Up to now I have 6 transmitters and the rejection rate is rather small. Almost one every 100 readings. I want to put also some filters for abnormal readings in the python (raspi) side. e.g. if the temperature jumps abruptly +/- 10C etc.

My plan is to add ~20 sensors in total. One in every room for temperature, humidity, illumination, as well sensors on current consumption, car presence in the garage, water and gas flow. And I want to find also a way to detect if the main door is locked or not. Many times when leaving on vacation I had to return back to verify if I properly closed the door :slight_smile:

Python is great, however is

Python is great, however is memory hungry. The main script eats about 10Mb for about 100lines of code!
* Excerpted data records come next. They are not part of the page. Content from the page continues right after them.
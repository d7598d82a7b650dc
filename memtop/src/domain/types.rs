//! Domain types providing compile-time safety and self-documentation
//!
//! These types are shared by the tracer (raw stacks), the snapshot
//! (resolved frames) and the report layer (display formats).

use serde::{Deserialize, Serialize};
use std::cmp::Ordering;
use std::fmt;
use std::hash::{Hash, Hasher};

/// Filename used for frames that could not be resolved to a source location.
pub const UNKNOWN_FILENAME: &str = "<unknown>";

/// Interned raw call stack ID
///
/// Index into the tracer's stack table. Many traces share one stack.
#[derive(Debug, Clone, Copy, PartialEq, Eq, Hash, PartialOrd, Ord)]
pub struct StackId(pub u32);

/// A single source location: file path and line number.
#[derive(Debug, Clone, PartialEq, Eq, Hash, PartialOrd, Ord, Serialize, Deserialize)]
pub struct Frame {
    pub filename: String,
    pub lineno: u32,
}

impl Frame {
    pub fn new(filename: impl Into<String>, lineno: u32) -> Self {
        Self { filename: filename.into(), lineno }
    }

    /// Frame used when no user code could be found on the stack.
    #[must_use]
    pub fn unknown() -> Self {
        Self::new(UNKNOWN_FILENAME, 0)
    }

    #[must_use]
    pub fn is_unknown(&self) -> bool {
        self.filename == UNKNOWN_FILENAME
    }
}

impl fmt::Display for Frame {
    fn fmt(&self, f: &mut fmt::Formatter<'_>) -> fmt::Result {
        write!(f, "{}:{}", self.filename, self.lineno)
    }
}

/// Sequence of frames, most recent call first.
///
/// Equality, hashing and ordering only look at the frames; `total_nframe`
/// is informational and records the depth before truncation.
#[derive(Debug, Clone, Serialize, Deserialize)]
#[serde(from = "TracebackRepr")]
pub struct Traceback {
    frames: Vec<Frame>,
    #[serde(default, skip_serializing_if = "Option::is_none")]
    total_nframe: Option<usize>,
}

/// Wire form; deserialization goes through [`Traceback::new`] so a stored
/// empty frame list still yields a traceback with one frame.
#[derive(Deserialize)]
struct TracebackRepr {
    frames: Vec<Frame>,
    #[serde(default)]
    total_nframe: Option<usize>,
}

impl From<TracebackRepr> for Traceback {
    fn from(repr: TracebackRepr) -> Self {
        Traceback::new(repr.frames, repr.total_nframe)
    }
}

impl Traceback {
    /// Build a traceback. An empty frame list becomes a single unknown frame.
    #[must_use]
    pub fn new(frames: Vec<Frame>, total_nframe: Option<usize>) -> Self {
        let frames = if frames.is_empty() { vec![Frame::unknown()] } else { frames };
        Self { frames, total_nframe }
    }

    /// Traceback holding exactly one frame.
    #[must_use]
    pub fn single(frame: Frame) -> Self {
        Self { frames: vec![frame], total_nframe: None }
    }

    #[must_use]
    pub fn frames(&self) -> &[Frame] {
        &self.frames
    }

    /// Most recent frame. A traceback always has at least one.
    #[must_use]
    pub fn most_recent(&self) -> &Frame {
        &self.frames[0]
    }

    #[must_use]
    pub fn total_nframe(&self) -> Option<usize> {
        self.total_nframe
    }

    #[must_use]
    pub fn len(&self) -> usize {
        self.frames.len()
    }

    #[must_use]
    pub fn is_empty(&self) -> bool {
        self.frames.is_empty()
    }

    /// Render the traceback as `File "..", line N` lines.
    ///
    /// A negative `limit` keeps the oldest frames, a positive one the most
    /// recent. Source lines are appended when the file is readable.
    #[must_use]
    pub fn format(&self, limit: Option<isize>, most_recent_first: bool) -> Vec<String> {
        // Stored most-recent-first; default rendering is oldest-first.
        let mut frames: Vec<&Frame> = self.frames.iter().rev().collect();
        if let Some(limit) = limit {
            let limit_abs = limit.unsigned_abs().min(frames.len());
            if limit > 0 {
                frames = frames.split_off(frames.len() - limit_abs);
            } else {
                frames.truncate(limit_abs);
            }
        }
        if most_recent_first {
            frames.reverse();
        }

        let mut lines = Vec::with_capacity(frames.len() * 2);
        for frame in frames {
            lines.push(format!("  File \"{}\", line {}", frame.filename, frame.lineno));
            if let Some(source) = source_line(&frame.filename, frame.lineno) {
                lines.push(format!("    {source}"));
            }
        }
        lines
    }
}

fn source_line(filename: &str, lineno: u32) -> Option<String> {
    if lineno == 0 {
        return None;
    }
    let content = std::fs::read_to_string(filename).ok()?;
    let line = content.lines().nth(lineno as usize - 1)?.trim();
    (!line.is_empty()).then(|| line.to_string())
}

impl PartialEq for Traceback {
    fn eq(&self, other: &Self) -> bool {
        self.frames == other.frames
    }
}

impl Eq for Traceback {}

impl Hash for Traceback {
    fn hash<H: Hasher>(&self, state: &mut H) {
        self.frames.hash(state);
    }
}

impl PartialOrd for Traceback {
    fn partial_cmp(&self, other: &Self) -> Option<Ordering> {
        Some(self.cmp(other))
    }
}

impl Ord for Traceback {
    fn cmp(&self, other: &Self) -> Ordering {
        self.frames.cmp(&other.frames)
    }
}

impl fmt::Display for Traceback {
    fn fmt(&self, f: &mut fmt::Formatter<'_>) -> fmt::Result {
        write!(f, "{}", self.most_recent())
    }
}

/// How traces are grouped into statistics.
#[derive(Debug, Clone, Copy, PartialEq, Eq, Default, clap::ValueEnum)]
pub enum KeyType {
    /// Group by file name
    Filename,
    /// Group by file name and line number
    #[default]
    Lineno,
    /// Group by the whole traceback
    Traceback,
}
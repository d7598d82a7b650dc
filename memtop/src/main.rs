//! # memtop - Main Entry Point
//!
//! Supports two operational modes:
//! - **Trace** (default): start tracing, allocate the sample lists, snapshot,
//!   print the top lines
//! - **Replay** (`--load snapshot.json`): report on a saved snapshot

// Byte counts converted to f64 for display only
#![allow(clippy::cast_precision_loss)]

use anyhow::{Context, Result};
use clap::Parser;
use log::info;
use std::alloc::System;
use std::io::{self, Write};

use memtop::cli::Args;
use memtop::domain::{SnapshotError, TracerError};
use memtop::report::{self, format_size};
use memtop::sample::allocate_lists;
use memtop::snapshot::{Filter, FrameResolver, Snapshot};
use memtop::tracer::{self, TracingAllocator};

#[global_allocator]
static GLOBAL: TracingAllocator<System> = TracingAllocator::new(System);

// Exit codes
const EXIT_SUCCESS: i32 = 0;
const EXIT_ERROR: i32 = 1;
const EXIT_USAGE: i32 = 2;

fn main() {
    env_logger::init();
    std::process::exit(match run() {
        Ok(()) => EXIT_SUCCESS,
        Err(e) => {
            let code = exit_code_for(&e);
            eprintln!("error: {e:#}");
            code
        }
    });
}

fn exit_code_for(err: &anyhow::Error) -> i32 {
    let usage = err.chain().any(|cause| {
        matches!(cause.downcast_ref::<TracerError>(), Some(TracerError::InvalidFrameLimit { .. }))
            || matches!(
                cause.downcast_ref::<SnapshotError>(),
                Some(SnapshotError::CumulativeTraceback)
            )
    });
    if usage {
        EXIT_USAGE
    } else {
        EXIT_ERROR
    }
}

fn build_filters(args: &Args) -> Vec<Filter> {
    let mut filters: Vec<Filter> = args.include.iter().map(Filter::include).collect();
    filters.extend(args.exclude.iter().map(Filter::exclude));
    if args.hide_unknown {
        filters.push(Filter::exclude(memtop::domain::UNKNOWN_FILENAME));
    }
    filters
}

/// Start tracing, allocate the sample data and snapshot it.
fn trace_sample(args: &Args) -> Result<Snapshot> {
    // Built before tracing starts so the symbolizer's own memory is not traced
    let resolver =
        FrameResolver::for_current_exe().context("Failed to load debug info for line attribution")?;

    tracer::start(args.frames)?;

    let data = allocate_lists(args.rows, args.cols);

    let snapshot = tracer::take_snapshot_with(&resolver);
    let (current, peak) = tracer::traced_memory();
    let overhead = tracer::tracer_memory();
    let blocks = tracer::traced_blocks();
    tracer::stop();
    let snapshot = snapshot?;

    info!("Allocated {} lists of {} integers", data.len(), args.cols);
    if !args.quiet {
        eprintln!(
            "traced: current={}, peak={}, blocks={blocks}, tracer overhead={}",
            format_size(current as f64, false),
            format_size(peak as f64, false),
            format_size(overhead as f64, false),
        );
    }
    drop(data);

    Ok(snapshot)
}

fn run() -> Result<()> {
    let args = Args::parse();

    let baseline = args
        .compare
        .as_ref()
        .map(|path| {
            Snapshot::load(path).with_context(|| format!("Failed to load {}", path.display()))
        })
        .transpose()?;

    let snapshot = match args.load {
        Some(ref path) => {
            Snapshot::load(path).with_context(|| format!("Failed to load {}", path.display()))?
        }
        None => trace_sample(&args)?,
    };

    if let Some(ref path) = args.dump {
        snapshot.dump(path).with_context(|| format!("Failed to write {}", path.display()))?;
        if !args.quiet {
            eprintln!("saved: {}", path.display());
        }
    }

    let filters = build_filters(&args);
    let snapshot = snapshot.filter_traces(&filters);

    let stdout = io::stdout();
    let mut out = stdout.lock();

    match baseline {
        Some(baseline) => {
            let baseline = baseline.filter_traces(&filters);
            let diffs = snapshot.compare_to(&baseline, args.key_type, args.cumulative)?;
            report::print_diff(&mut out, &diffs, args.top, args.key_type)?;
        }
        None => {
            let stats = snapshot.statistics(args.key_type, args.cumulative)?;
            report::print_top(&mut out, &stats, args.top, args.key_type)?;
            if !args.quiet {
                if let Some(remaining) = report::format_remaining(&stats, args.top) {
                    eprintln!("{remaining}");
                }
                eprintln!(
                    "total traced size: {}",
                    format_size(snapshot.total_size() as f64, false)
                );
            }
        }
    }

    out.flush()?;
    Ok(())
}
//! Trace filters with shell-style filename patterns.

use crate::domain::{Frame, Traceback};

/// Include or exclude traces by filename pattern and optional line.
///
/// Patterns use `fnmatch` syntax: `*` matches any run of characters
/// (including `/`), `?` one character, `[seq]` / `[!seq]` a character set.
#[derive(Debug, Clone, PartialEq, Eq)]
pub struct Filter {
    pub inclusive: bool,
    pub filename_pattern: String,
    pub lineno: Option<u32>,
    /// Match against every frame instead of only the most recent one
    pub all_frames: bool,
}

impl Filter {
    #[must_use]
    pub fn include(pattern: impl Into<String>) -> Self {
        Self { inclusive: true, filename_pattern: pattern.into(), lineno: None, all_frames: false }
    }

    #[must_use]
    pub fn exclude(pattern: impl Into<String>) -> Self {
        Self { inclusive: false, ..Self::include(pattern) }
    }

    #[must_use]
    pub fn with_lineno(mut self, lineno: u32) -> Self {
        self.lineno = Some(lineno);
        self
    }

    #[must_use]
    pub fn with_all_frames(mut self) -> Self {
        self.all_frames = true;
        self
    }

    fn frame_matches_pattern(&self, frame: &Frame) -> bool {
        fnmatch(&self.filename_pattern, &frame.filename)
            && self.lineno.is_none_or(|lineno| lineno == frame.lineno)
    }

    /// True when the trace passes this filter.
    ///
    /// An inclusive filter passes matching traces; an exclusive filter passes
    /// the rest.
    #[must_use]
    pub fn passes(&self, traceback: &Traceback) -> bool {
        let matched = if self.all_frames {
            traceback.frames().iter().any(|frame| self.frame_matches_pattern(frame))
        } else {
            self.frame_matches_pattern(traceback.most_recent())
        };
        matched == self.inclusive
    }
}

/// Apply a filter list to one traceback.
///
/// With inclusive filters present, at least one of them must pass. Every
/// exclusive filter must pass.
#[must_use]
pub fn keep_traceback(filters: &[Filter], traceback: &Traceback) -> bool {
    let mut has_include = false;
    let mut included = false;
    for filter in filters {
        if filter.inclusive {
            has_include = true;
            included |= filter.passes(traceback);
        } else if !filter.passes(traceback) {
            return false;
        }
    }
    !has_include || included
}

/// Shell-style wildcard match over the whole of `name`.
#[must_use]
pub fn fnmatch(pattern: &str, name: &str) -> bool {
    let pattern: Vec<char> = pattern.chars().collect();
    let name: Vec<char> = name.chars().collect();

    let (mut p, mut n) = (0, 0);
    // Last `*` seen and the name position it is currently absorbing up to
    let mut backtrack: Option<(usize, usize)> = None;

    while n < name.len() {
        if p < pattern.len() {
            match pattern[p] {
                '*' => {
                    backtrack = Some((p, n));
                    p += 1;
                    continue;
                }
                '?' => {
                    p += 1;
                    n += 1;
                    continue;
                }
                '[' => {
                    if let Some((matched, next)) = match_class(&pattern, p, name[n]) {
                        if matched {
                            p = next;
                            n += 1;
                            continue;
                        }
                    } else if name[n] == '[' {
                        // Unterminated class: literal '['
                        p += 1;
                        n += 1;
                        continue;
                    }
                }
                c if c == name[n] => {
                    p += 1;
                    n += 1;
                    continue;
                }
                _ => {}
            }
        }

        match backtrack {
            Some((star, absorbed)) => {
                p = star + 1;
                n = absorbed + 1;
                backtrack = Some((star, absorbed + 1));
            }
            None => return false,
        }
    }

    pattern[p..].iter().all(|&c| c == '*')
}

/// Match `c` against the class starting at `pattern[start] == '['`.
///
/// Returns `(matched, index after ']')`, or `None` if the class is unterminated.
fn match_class(pattern: &[char], start: usize, c: char) -> Option<(bool, usize)> {
    let mut i = start + 1;
    let negated = matches!(pattern.get(i), Some('!'));
    if negated {
        i += 1;
    }

    let mut matched = false;
    let mut first = true;
    loop {
        let &current = pattern.get(i)?;
        // A ']' right after the opening bracket is a literal member
        if current == ']' && !first {
            return Some((matched != negated, i + 1));
        }
        first = false;

        if pattern.get(i + 1) == Some(&'-') && pattern.get(i + 2).is_some_and(|&e| e != ']') {
            let end = pattern[i + 2];
            if current <= c && c <= end {
                matched = true;
            }
            i += 3;
        } else {
            if current == c {
                matched = true;
            }
            i += 1;
        }
    }
}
Another thing I’ve noticed was that if you dynamically allocate/deallocate a lot of objects, even though python frees internally the memory it doens’t give it back to the system, so slowly you could see that it eats a lot of memory while only a small fraction is actually used. In my code I’ve tried to minimize any object allocation.

RasPI is very nice, Initially I was hesitating between an old/cheap Android phone and the RasPI, but I ended with the RasPI. It has the ethernet plug available, USB host (not many android phones have a host), as well the GPIO that one can use it an any other uC, plus the serial (UART) port.

I plan to order the new model to use it as a brain for the Mobile robot I am currently working on.

Very cool project

This is exactly what I need to do for my own home.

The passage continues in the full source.